3. Optimising the value provided to global clients based in the UK. Providing a coherent, functioning global network as a local-to-global source of insight and input into strategy and as a route for supporting global-to-local communications.

This multi-local expertise enables more customer-centred communication strategy, planning and execution, with instant access to healthcare professional and patient communities around the world, including patient advisory boards and alliance with key institutions.

Through this, bespoke disease-specific programmes can be developed, built on true multi-country insight, which can quickly address questions of local relevance, utility and channel selection. This is especially important in disease areas with vast cultural differences across countries in their approaches to patient management.

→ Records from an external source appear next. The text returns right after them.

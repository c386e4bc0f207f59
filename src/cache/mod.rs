//! Permission grant cache
//!
//! Caches the grant list the IAM provider returns for an `(access, role)` or
//! `(access, user)` pair so repeated verification skips the network round trip.
//!
//! The cache is an optimization layer only:
//! - A store failure degrades to "no cached data", never to an error
//! - The provider stays authoritative; invalidation events keep us close to it
//! - The one caller-visible error is a lookup with neither role nor user
//!
//! Two interchangeable backends sit behind [`PermissionStore`]:
//! [`InMemoryStore`] (process-local, bucket-granular sweep) and
//! [`RemoteStore`] (hash per access and scope kind in a key-value service).

use std::sync::Arc;

use async_trait::async_trait;
use serde::{Deserialize, Serialize};
use tracing::{debug, info, warn};

use crate::config::{CacheKind, CacheSettings};
use crate::error::CacheError;

pub mod memory;
pub mod hash_client;
pub mod remote;

pub use memory::InMemoryStore;
pub use hash_client::{HashClient, RedisHashClient};
pub use remote::RemoteStore;

/// Whether an entry is keyed by role or by an individual user.
#[derive(Debug, Clone, PartialEq, Eq, Hash)]
pub enum Scope {
    Role(String),
    User(String),
}

impl Scope {
    pub fn kind(&self) -> &'static str {
        match self {
            Scope::Role(_) => "role",
            Scope::User(_) => "user",
        }
    }

    pub fn id(&self) -> &str {
        match self {
            Scope::Role(id) | Scope::User(id) => id,
        }
    }
}

/// Normalized cache key: one access plus exactly one scope.
#[derive(Debug, Clone, PartialEq, Eq, Hash)]
pub struct CacheKey {
    pub access_id: String,
    pub scope: Scope,
}

impl CacheKey {
    pub fn role(access_id: impl Into<String>, role_id: impl Into<String>) -> Self {
        Self {
            access_id: access_id.into(),
            scope: Scope::Role(role_id.into()),
        }
    }

    pub fn user(access_id: impl Into<String>, user_id: impl Into<String>) -> Self {
        Self {
            access_id: access_id.into(),
            scope: Scope::User(user_id.into()),
        }
    }
}

/// Raw lookup as callers supply it. `role_id` wins when both ids are present.
#[derive(Debug, Clone, Default, PartialEq, Eq, Serialize, Deserialize)]
pub struct CacheLookup {
    pub access_id: String,
    #[serde(default)]
    pub role_id: Option<String>,
    #[serde(default)]
    pub user_id: Option<String>,
}

impl CacheLookup {
    pub fn role(access_id: impl Into<String>, role_id: impl Into<String>) -> Self {
        Self {
            access_id: access_id.into(),
            role_id: Some(role_id.into()),
            user_id: None,
        }
    }

    pub fn user(access_id: impl Into<String>, user_id: impl Into<String>) -> Self {
        Self {
            access_id: access_id.into(),
            role_id: None,
            user_id: Some(user_id.into()),
        }
    }
}

impl TryFrom<&CacheLookup> for CacheKey {
    type Error = CacheError;

    fn try_from(lookup: &CacheLookup) -> Result<Self, Self::Error> {
        let present = |id: &Option<String>| id.as_deref().filter(|id| !id.is_empty()).map(str::to_string);

        let scope = match (present(&lookup.role_id), present(&lookup.user_id)) {
            (Some(role_id), _) => Scope::Role(role_id),
            (None, Some(user_id)) => Scope::User(user_id),
            (None, None) => return Err(CacheError::InvalidFilter),
        };

        Ok(CacheKey {
            access_id: lookup.access_id.clone(),
            scope,
        })
    }
}

/// Scope of an invalidation. Without role or user the whole access goes.
#[derive(Debug, Clone, Default, PartialEq, Eq, Serialize, Deserialize)]
pub struct InvalidationRequest {
    pub access_id: String,
    #[serde(default)]
    pub role_id: Option<String>,
    #[serde(default)]
    pub user_id: Option<String>,
}

/// Resolved target of an [`InvalidationRequest`].
#[derive(Debug, Clone, Copy, PartialEq, Eq)]
pub enum InvalidationTarget<'a> {
    Access,
    Role(&'a str),
    User(&'a str),
}

impl InvalidationRequest {
    pub fn access(access_id: impl Into<String>) -> Self {
        Self {
            access_id: access_id.into(),
            ..Default::default()
        }
    }

    pub fn role(access_id: impl Into<String>, role_id: impl Into<String>) -> Self {
        Self {
            access_id: access_id.into(),
            role_id: Some(role_id.into()),
            user_id: None,
        }
    }

    pub fn user(access_id: impl Into<String>, user_id: impl Into<String>) -> Self {
        Self {
            access_id: access_id.into(),
            role_id: None,
            user_id: Some(user_id.into()),
        }
    }

    pub fn target(&self) -> InvalidationTarget<'_> {
        match (
            self.role_id.as_deref().filter(|id| !id.is_empty()),
            self.user_id.as_deref().filter(|id| !id.is_empty()),
        ) {
            (Some(role_id), _) => InvalidationTarget::Role(role_id),
            (None, Some(user_id)) => InvalidationTarget::User(user_id),
            (None, None) => InvalidationTarget::Access,
        }
    }
}

/// Backend holding cached grant lists.
///
/// Every operation is best-effort: implementations absorb their own failures
/// and report them through logs only.
#[async_trait]
pub trait PermissionStore: Send + Sync {
    /// Cached entries for `key`, or `None` when absent, expired or unreachable.
    async fn hit(&self, key: &CacheKey) -> Option<Vec<String>>;

    /// Replace whatever is stored under `key`.
    async fn save(&self, key: &CacheKey, entries: Vec<String>);

    /// Drop the scope described by `request`. Absent keys are a no-op.
    async fn invalidate(&self, request: &InvalidationRequest);

    /// Stop background work owned by the store.
    async fn shutdown(&self) {}
}

/// The configured backend, chosen once at startup.
pub enum CacheStore {
    Memory(InMemoryStore),
    Remote(RemoteStore),
}

impl CacheStore {
    pub fn kind(&self) -> CacheKind {
        match self {
            CacheStore::Memory(_) => CacheKind::Memory,
            CacheStore::Remote(_) => CacheKind::Remote,
        }
    }
}

#[async_trait]
impl PermissionStore for CacheStore {
    async fn hit(&self, key: &CacheKey) -> Option<Vec<String>> {
        match self {
            CacheStore::Memory(store) => store.hit(key).await,
            CacheStore::Remote(store) => store.hit(key).await,
        }
    }

    async fn save(&self, key: &CacheKey, entries: Vec<String>) {
        match self {
            CacheStore::Memory(store) => store.save(key, entries).await,
            CacheStore::Remote(store) => store.save(key, entries).await,
        }
    }

    async fn invalidate(&self, request: &InvalidationRequest) {
        match self {
            CacheStore::Memory(store) => store.invalidate(request).await,
            CacheStore::Remote(store) => store.invalidate(request).await,
        }
    }

    async fn shutdown(&self) {
        match self {
            CacheStore::Memory(store) => store.shutdown().await,
            CacheStore::Remote(store) => store.shutdown().await,
        }
    }
}

/// The only entry point callers use. Cheap to clone.
#[derive(Clone)]
pub struct CacheFacade {
    store: Arc<CacheStore>,
}

impl CacheFacade {
    pub fn new(store: CacheStore) -> Self {
        Self {
            store: Arc::new(store),
        }
    }

    /// Build the configured backend.
    ///
    /// Fails only on configuration problems; an unreachable remote service is
    /// tolerated and surfaces as misses.
    pub fn from_settings(settings: &CacheSettings) -> Result<Self, CacheError> {
        let store = match settings.kind {
            CacheKind::Memory => CacheStore::Memory(InMemoryStore::new(settings.ttl())),
            CacheKind::Remote => {
                let client = RedisHashClient::connect(&settings.remote)?;
                CacheStore::Remote(RemoteStore::new(
                    Arc::new(client),
                    settings.remote.namespace.clone(),
                    settings.ttl(),
                    settings.remote.timeout(),
                ))
            }
        };

        info!(
            kind = ?settings.kind,
            ttl_secs = settings.ttl_seconds,
            "Permission cache initialized"
        );
        Ok(Self::new(store))
    }

    pub fn kind(&self) -> CacheKind {
        self.store.kind()
    }

    fn kind_label(&self) -> &'static str {
        match self.kind() {
            CacheKind::Memory => "memory",
            CacheKind::Remote => "remote",
        }
    }

    /// Cached entries for `lookup`.
    ///
    /// Errors only with [`CacheError::InvalidFilter`] when neither role nor user is given.
    pub async fn hit(&self, lookup: &CacheLookup) -> Result<Option<Vec<String>>, CacheError> {
        let key = CacheKey::try_from(lookup)?;
        let entries = self.store.hit(&key).await;

        if entries.is_some() {
            metrics::counter!("iam_cache_hits_total", "store" => self.kind_label()).increment(1);
            debug!(access_id = %key.access_id, scope = key.scope.kind(), "Cache hit");
        } else {
            metrics::counter!("iam_cache_misses_total", "store" => self.kind_label()).increment(1);
            debug!(access_id = %key.access_id, scope = key.scope.kind(), "Cache miss");
        }

        Ok(entries)
    }

    /// Store `entries` under `lookup`, replacing any previous value.
    pub async fn save(&self, lookup: &CacheLookup, entries: Vec<String>) -> Result<(), CacheError> {
        let key = CacheKey::try_from(lookup)?;
        self.store.save(&key, entries).await;
        Ok(())
    }

    pub async fn invalidate(&self, request: &InvalidationRequest) {
        if request.access_id.is_empty() {
            warn!("Ignoring invalidation without access_id");
            return;
        }
        debug!(
            access_id = %request.access_id,
            target = ?request.target(),
            "Invalidating cached permissions"
        );
        self.store.invalidate(request).await;
    }

    pub async fn shutdown(&self) {
        self.store.shutdown().await;
    }
}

A top global network must also be able to facilitate the exchange of expertise in the specific regulatory environments in different countries.

A true network
Ultimately, we will bring together specialist expertise for global, regional and national clients and bind this together in cohesive global-to-local and local-to-global initiatives. Although the pharma industry is not yet widely purchasing this type of medical communications programme in an integrated global approach, it seems a likely development, given the need to maximise cost-effectiveness and efficiencies worldwide.

Active global collaboration will drive a rich and rounded offering for clients, activate the transfer of knowledge and data from global to local, and customer insights and learnings from local to global.

Building a truly functioning global network for medical communications may appear a bold, ambitious step right now. In the not-too-distant future, it is more likely to be seen as a minimum expectation for adding the most value to clients.

Charlie Buckwell
The Author

Charlie Buckwell is worldwide head of medical communications for McCann Healthcare, a leading global network, including Caudex Medical and Complete Medical Group. Before moving into this recently expanded role, Charlie was chief executive of Complete Medical Group. Previous to moving agency-side in 2000, he spent many years in global and domestic pharma marketing roles.